More than three months after a fire charred a ninth-floor room in Thurston Hall and left a freshman badly burned, the University is still evaluating a response to ensure safety in the building.
Sophomore Kevin McLaughlin awoke early March 22 to a fire engulfing his room. Hundreds of students packed the stairways and scrambled out of the building shortly before 5 a.m. following an alarm.
Amid questions about the effectiveness of Thurston’s sprinkler systems and the fact that the fire was first identified by a Secret Service officer outside the building, the University put together a panel to evaluate GW’s fire safety protocols.
“The University established a working group of administrators from a broad range of area responsibilities to review the incident and the University’s response,” said Matt Nehmer, assistant director of media relations. “We expect the working group to complete its review by the end of the summer, and any necessary changes identified as a result of that review will be implemented.”
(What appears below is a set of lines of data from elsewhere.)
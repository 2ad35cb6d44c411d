//! Monthly-dues summary and the moroso (delinquent) rule.
//!
//! Shares the year-windowing technique of the attendance aggregator but
//! runs over payment records: a member's paid set is the union of months
//! on treasurer receipts and months on approved transfer receipts.

use std::collections::{HashMap, HashSet};

use chrono::{Datelike, NaiveDate};
use serde::Serialize;

use crate::db::DbPool;
use crate::errors::AppError;
use crate::models::tesoreria::{self, MesAnio};
use crate::models::user::{self, UsuarioRef};

/// A member owing more than this many elapsed months this year is moroso.
const UMBRAL_MOROSO: i64 = 4;

#[derive(Debug, Clone, Serialize, PartialEq, Eq)]
pub struct CuotasAnio {
    pub anio: i64,
    pub pagadas: i64,
    pub pendientes: i64,
}

#[derive(Debug, Serialize)]
pub struct BomberoCuotas {
    pub id: i64,
    pub user: UsuarioRef,
    pub rut: String,
    pub fecha_ingreso: Option<String>,
    pub telefono: String,
    pub contacto: String,
    pub imagen: String,
    pub cuotas_por_anio: Vec<CuotasAnio>,
    pub total_pagadas: i64,
    pub total_pendientes: i64,
    #[serde(rename = "isMoroso")]
    pub is_moroso: i64,
}

#[derive(Debug, PartialEq, Eq)]
pub struct CuotasCalculadas {
    pub cuotas_por_anio: Vec<CuotasAnio>,
    pub total_pagadas: i64,
    pub total_pendientes: i64,
    pub is_moroso: i64,
}

/// Fold one member's paid-slot set over the full grid.
///
/// Per-year totals cover every year in the grid and always satisfy
/// pagadas + pendientes == |months(year)|. Delinquency only looks at the
/// current year's elapsed window: months with mes <= the as-of month.
pub fn cuotas_de_bombero(
    grid: &[MesAnio],
    pagados: &HashSet<i64>,
    hoy: NaiveDate,
) -> CuotasCalculadas {
    let mut meses_por_anio: HashMap<i64, Vec<&MesAnio>> = HashMap::new();
    for slot in grid {
        meses_por_anio.entry(slot.anio).or_default().push(slot);
    }
    let mut anios: Vec<i64> = meses_por_anio.keys().copied().collect();
    anios.sort_unstable();

    let mut cuotas_por_anio = Vec::with_capacity(anios.len());
    let mut total_pagadas = 0;
    let mut total_pendientes = 0;
    for anio in anios {
        let slots = &meses_por_anio[&anio];
        let pagadas = slots.iter().filter(|s| pagados.contains(&s.id)).count() as i64;
        let pendientes = slots.len() as i64 - pagadas;
        total_pagadas += pagadas;
        total_pendientes += pendientes;
        cuotas_por_anio.push(CuotasAnio {
            anio,
            pagadas,
            pendientes,
        });
    }

    let anio_actual = hoy.year() as i64;
    let mes_actual = hoy.month() as i64;
    let vigentes: Vec<i64> = grid
        .iter()
        .filter(|s| s.anio == anio_actual && s.mes <= mes_actual)
        .map(|s| s.id)
        .collect();
    let pagadas_vigentes = vigentes.iter().filter(|id| pagados.contains(id)).count() as i64;
    let adeudadas = vigentes.len() as i64 - pagadas_vigentes;
    let is_moroso = i64::from(adeudadas > UMBRAL_MOROSO);

    CuotasCalculadas {
        cuotas_por_anio,
        total_pagadas,
        total_pendientes,
        is_moroso,
    }
}

async fn pagos_por_bombero(pool: &DbPool) -> Result<HashMap<i64, HashSet<i64>>, sqlx::Error> {
    let mut pagos: HashMap<i64, HashSet<i64>> = HashMap::new();

    let tesorero: Vec<(i64, i64)> = sqlx::query_as(
        "SELECT ct.bombero_id, ctm.mes_anio_id FROM comprobante_tesorero_meses ctm \
         JOIN comprobantes_tesorero ct ON ct.id = ctm.comprobante_id",
    )
    .fetch_all(pool)
    .await?;
    for (bombero_id, mes_id) in tesorero {
        pagos.entry(bombero_id).or_default().insert(mes_id);
    }

    let transferencia: Vec<(i64, i64)> = sqlx::query_as(
        "SELECT cx.bombero_id, cxm.mes_anio_id FROM comprobante_transferencia_meses cxm \
         JOIN comprobantes_transferencia cx ON cx.id = cxm.comprobante_id \
         WHERE cx.aprobado = 1",
    )
    .fetch_all(pool)
    .await?;
    for (bombero_id, mes_id) in transferencia {
        pagos.entry(bombero_id).or_default().insert(mes_id);
    }

    Ok(pagos)
}

/// Dues summary: one entry per registered profile, covering every year of
/// the grid plus the current-year delinquency flag.
pub async fn resumen_cuotas(
    pool: &DbPool,
    hoy: NaiveDate,
) -> Result<Vec<BomberoCuotas>, AppError> {
    let grid = tesoreria::meses_list(pool).await?;
    let perfiles = user::list_perfiles(pool).await?;
    let pagos = pagos_por_bombero(pool).await?;
    let vacio = HashSet::new();

    let mut resultados = Vec::with_capacity(perfiles.len());
    for perfil in perfiles {
        let pagados = pagos.get(&perfil.user.id).unwrap_or(&vacio);
        let calculo = cuotas_de_bombero(&grid, pagados, hoy);
        resultados.push(BomberoCuotas {
            id: perfil.id,
            user: perfil.user,
            rut: perfil.rut,
            fecha_ingreso: perfil.fecha_ingreso,
            telefono: perfil.telefono,
            contacto: perfil.contacto,
            imagen: perfil.imagen,
            cuotas_por_anio: calculo.cuotas_por_anio,
            total_pagadas: calculo.total_pagadas,
            total_pendientes: calculo.total_pendientes,
            is_moroso: calculo.is_moroso,
        });
    }
    Ok(resultados)
}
The group has representatives from the general counsel’s office, Student and Academic Support Services and Executive Vice President and Treasurer Louis Katz’s office, among others.
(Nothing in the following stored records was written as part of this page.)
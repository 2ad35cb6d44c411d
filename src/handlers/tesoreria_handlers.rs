use actix_web::{HttpResponse, web};
use serde_json::json;

use crate::auth::{AuthedUser, require_group};
use crate::db::DbPool;
use crate::errors::AppError;
use crate::models::tesoreria;

const GRUPO_TESORERO: &str = "Tesorero";

// ---------------------------------------------------------------------------
// mes_anio grid
// ---------------------------------------------------------------------------

pub async fn meses_list(
    pool: web::Data<DbPool>,
    _who: AuthedUser,
) -> Result<HttpResponse, AppError> {
    let meses = tesoreria::meses_list(&pool).await?;
    Ok(HttpResponse::Ok().json(meses))
}

/// GET /api/meses-anio/mis_meses_pagados — paid slots of the caller.
pub async fn mis_meses_pagados(
    pool: web::Data<DbPool>,
    who: AuthedUser,
) -> Result<HttpResponse, AppError> {
    let meses = tesoreria::meses_pagados_de(&pool, who.0).await?;
    Ok(HttpResponse::Ok().json(meses))
}

pub async fn meses_pagados_por_bombero(
    pool: web::Data<DbPool>,
    _who: AuthedUser,
    path: web::Path<i64>,
) -> Result<HttpResponse, AppError> {
    let meses = tesoreria::meses_pagados_de(&pool, path.into_inner()).await?;
    Ok(HttpResponse::Ok().json(meses))
}

// ---------------------------------------------------------------------------
// member-submitted transfer receipts
// ---------------------------------------------------------------------------

pub async fn create_transferencia(
    pool: web::Data<DbPool>,
    who: AuthedUser,
    body: web::Json<tesoreria::NewComprobanteTransferencia>,
) -> Result<HttpResponse, AppError> {
    let id = tesoreria::create_transferencia(&pool, who.0, &body).await?;
    let detalle = tesoreria::get_transferencia_detalle(&pool, id)
        .await?
        .ok_or_else(|| AppError::NotFound("Comprobante no encontrado.".to_string()))?;
    Ok(HttpResponse::Created().json(detalle))
}

pub async fn list_transferencias(
    pool: web::Data<DbPool>,
    _who: AuthedUser,
) -> Result<HttpResponse, AppError> {
    let detalles = tesoreria::list_transferencias(&pool, false).await?;
    Ok(HttpResponse::Ok().json(detalles))
}

pub async fn retrieve_transferencia(
    pool: web::Data<DbPool>,
    _who: AuthedUser,
    path: web::Path<i64>,
) -> Result<HttpResponse, AppError> {
    let detalle = tesoreria::get_transferencia_detalle(&pool, path.into_inner())
        .await?
        .ok_or_else(|| AppError::NotFound("Comprobante no encontrado.".to_string()))?;
    Ok(HttpResponse::Ok().json(detalle))
}

/// GET /api/comprobantes/transferencia/pendientes — awaiting review.
/// Treasurer only.
pub async fn pendientes(
    pool: web::Data<DbPool>,
    who: AuthedUser,
) -> Result<HttpResponse, AppError> {
    require_group(&pool, who.0, GRUPO_TESORERO).await?;
    let detalles = tesoreria::list_transferencias(&pool, true).await?;
    Ok(HttpResponse::Ok().json(detalles))
}

/// PATCH /api/comprobantes/transferencia/{id}/aprobar — mirror the
/// transfer as a treasurer receipt and flip its state to approved.
pub async fn aprobar(
    pool: web::Data<DbPool>,
    who: AuthedUser,
    path: web::Path<i64>,
    body: web::Json<tesoreria::AprobarRequest>,
) -> Result<HttpResponse, AppError> {
    let (numero, monto) = match (body.numero_comprobante, body.monto_total) {
        (Some(numero), Some(monto)) => (numero, monto),
        _ => return Err(AppError::InvalidParameter("Faltan datos".to_string())),
    };
    let ahora = chrono::Local::now().format("%Y-%m-%dT%H:%M:%S").to_string();
    tesoreria::aprobar_transferencia(&pool, path.into_inner(), who.0, numero, monto, &ahora)
        .await?;
    Ok(HttpResponse::Ok().json(json!({
        "detail": "Comprobante aprobado y registrado correctamente"
    })))
}

pub async fn rechazar(
    pool: web::Data<DbPool>,
    who: AuthedUser,
    path: web::Path<i64>,
    body: web::Json<tesoreria::RechazarRequest>,
) -> Result<HttpResponse, AppError> {
    let ahora = chrono::Local::now().format("%Y-%m-%dT%H:%M:%S").to_string();
    tesoreria::rechazar_transferencia(&pool, path.into_inner(), who.0, &body.observacion, &ahora)
        .await?;
    Ok(HttpResponse::Ok().json(json!({ "detail": "Comprobante rechazado" })))
}

// ---------------------------------------------------------------------------
// treasurer-issued receipts
// ---------------------------------------------------------------------------

pub async fn create_tesorero(
    pool: web::Data<DbPool>,
    who: AuthedUser,
    body: web::Json<tesoreria::NewComprobanteTesorero>,
) -> Result<HttpResponse, AppError> {
    require_group(&pool, who.0, GRUPO_TESORERO).await?;
    let hoy = chrono::Local::now().date_naive();
    let id = tesoreria::create_tesorero(&pool, who.0, &body, hoy).await?;
    Ok(HttpResponse::Created().json(json!({ "id": id })))
}

pub async fn list_tesorero(
    pool: web::Data<DbPool>,
    who: AuthedUser,
) -> Result<HttpResponse, AppError> {
    require_group(&pool, who.0, GRUPO_TESORERO).await?;
    let detalles = tesoreria::list_tesorero(&pool).await?;
    Ok(HttpResponse::Ok().json(detalles))
}

// ---------------------------------------------------------------------------
// dues summary
// ---------------------------------------------------------------------------

/// GET /api/resumen-cuotas — per-member dues standing and moroso flag.
pub async fn resumen_cuotas(
    pool: web::Data<DbPool>,
    _who: AuthedUser,
) -> Result<HttpResponse, AppError> {
    let hoy = chrono::Local::now().date_naive();
    let resumen = crate::reportes::resumen_cuotas(&pool, hoy).await?;
    Ok(HttpResponse::Ok().json(resumen))
}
McLaughlin, whose sheets caused the blaze after contacting an electric grill, was moved out of an intensive care unit at the Washington Burn Center in late April. His relatives said he hopes he returns to school in the fall.
McLaughlin’s father, Timothy McLaughlin, criticized the University after his son’s dorm room fire was not contained by a hallway sprinkler system in Thurston. Newer dorms, such Ivory Tower and New Hall, have sprinklers in each individual room.
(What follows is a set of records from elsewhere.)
use serde::{Deserialize, Serialize};

/// One slot of the fixed (year, month) dues grid.
#[derive(Debug, Clone, Serialize, sqlx::FromRow)]
pub struct MesAnio {
    pub id: i64,
    pub anio: i64,
    pub mes: i64,
}

#[derive(Debug, Clone, Serialize, sqlx::FromRow)]
pub struct ComprobanteTesoreroRow {
    pub id: i64,
    pub numero_comprobante: i64,
    pub tesorero_id: i64,
    pub bombero_id: i64,
    pub monto_total: i64,
    pub metodo_pago: String,
    pub fecha_emision: String,
}

#[derive(Debug, Serialize)]
pub struct ComprobanteTesoreroDetalle {
    #[serde(flatten)]
    pub comprobante: ComprobanteTesoreroRow,
    pub meses_pagados: Vec<i64>,
}

#[derive(Debug, Deserialize)]
pub struct NewComprobanteTesorero {
    pub numero_comprobante: i64,
    pub bombero_id: i64,
    pub monto_total: i64,
    pub metodo_pago: String,
    pub fecha_emision: Option<String>,
    pub meses_pagados: Vec<i64>,
}

#[derive(Debug, Clone, Serialize)]
pub struct BomberoRef {
    pub id: i64,
    pub nombre: String,
    pub email: String,
}

#[derive(Debug, Clone, sqlx::FromRow)]
pub struct ComprobanteTransferenciaRow {
    pub id: i64,
    pub bombero_id: i64,
    pub archivo: String,
    pub fecha_envio: String,
    pub aprobado: Option<bool>,
    pub observacion: String,
    pub revisado_por: Option<i64>,
    pub fecha_revision: Option<String>,
}

#[derive(Debug, Serialize)]
pub struct ComprobanteTransferenciaDetalle {
    pub id: i64,
    pub archivo: String,
    pub fecha_envio: String,
    pub meses_pagados_detalle: Vec<MesAnio>,
    pub bombero: BomberoRef,
    pub aprobado: Option<bool>,
    pub observacion: String,
    pub fecha_revision: Option<String>,
    pub revisado_por: Option<i64>,
}

#[derive(Debug, Deserialize)]
pub struct NewComprobanteTransferencia {
    pub archivo: String,
    pub meses_pagados: Vec<i64>,
}

#[derive(Debug, Deserialize)]
pub struct AprobarRequest {
    pub numero_comprobante: Option<i64>,
    pub monto_total: Option<i64>,
}

#[derive(Debug, Deserialize)]
pub struct RechazarRequest {
    #[serde(default)]
    pub observacion: String,
}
Russell P. Fleming, a fire safety expert with the National Fire Sprinkler Association, said for Thurston residents to be completely safe the sprinkler system must be updated.
“People think that partial systems are better than nothing, but you are really playing Russian roulette,” Fleming said, referring to a game where participants shoot a gun at their heads that may be loaded. “It doesn’t even pretend to protect an individual in the room.”
Fleming said the changes needed to ensure the sprinkler system properly works would be minor since the upgrade only requires an extension of conduits on each floor. Thurston doesn’t have sprinklers in each room because it was built before the city required all apartment buildings of its size to have them in units.
“It doesn’t take that much piping,” Fleming said. “A sprinkler would keep a fire in check and suppress the toxic gasses; it may not completely extinguish it but it could.”
Nehmer would not comment on Thurston’s sprinkler system, saying only that the fire suppression system “worked as intended.” The damage from the March 22 fire was mostly contained to McLaughlin’s room, 913.
Ed Comeau, director of the Center for Campus Fire Safety, said that while GW should update its sprinklers in Thurston, education is the most important step to take after a campus fire.
“Schools should use every moment as an opportunity to teach policies and the reason for the policies,” Comeau said.
He said a key point to teach students is to take all alarms seriously. Some of Thurston’s 1,049 residents did not exit when the first alarms sounded because they thought it was a drill. Students then crammed into the building’s two stairwells to escape smoke in the hallways. Thurston holds fire drills almost every month.
The laziness of a student not responding to an alarm can be fatal, Comeau said, referring to the April death of a student at Southern Adventist College in Tennessee after she did not immediately exit her building.
Comeau also said he was surprised that the blaze was not first detected by a system within the building.
“The University should use it as a wakeup call to see how procedures work,” Comeau said. “This should be an opportunity to evaluate the fire detection and suppression systems.”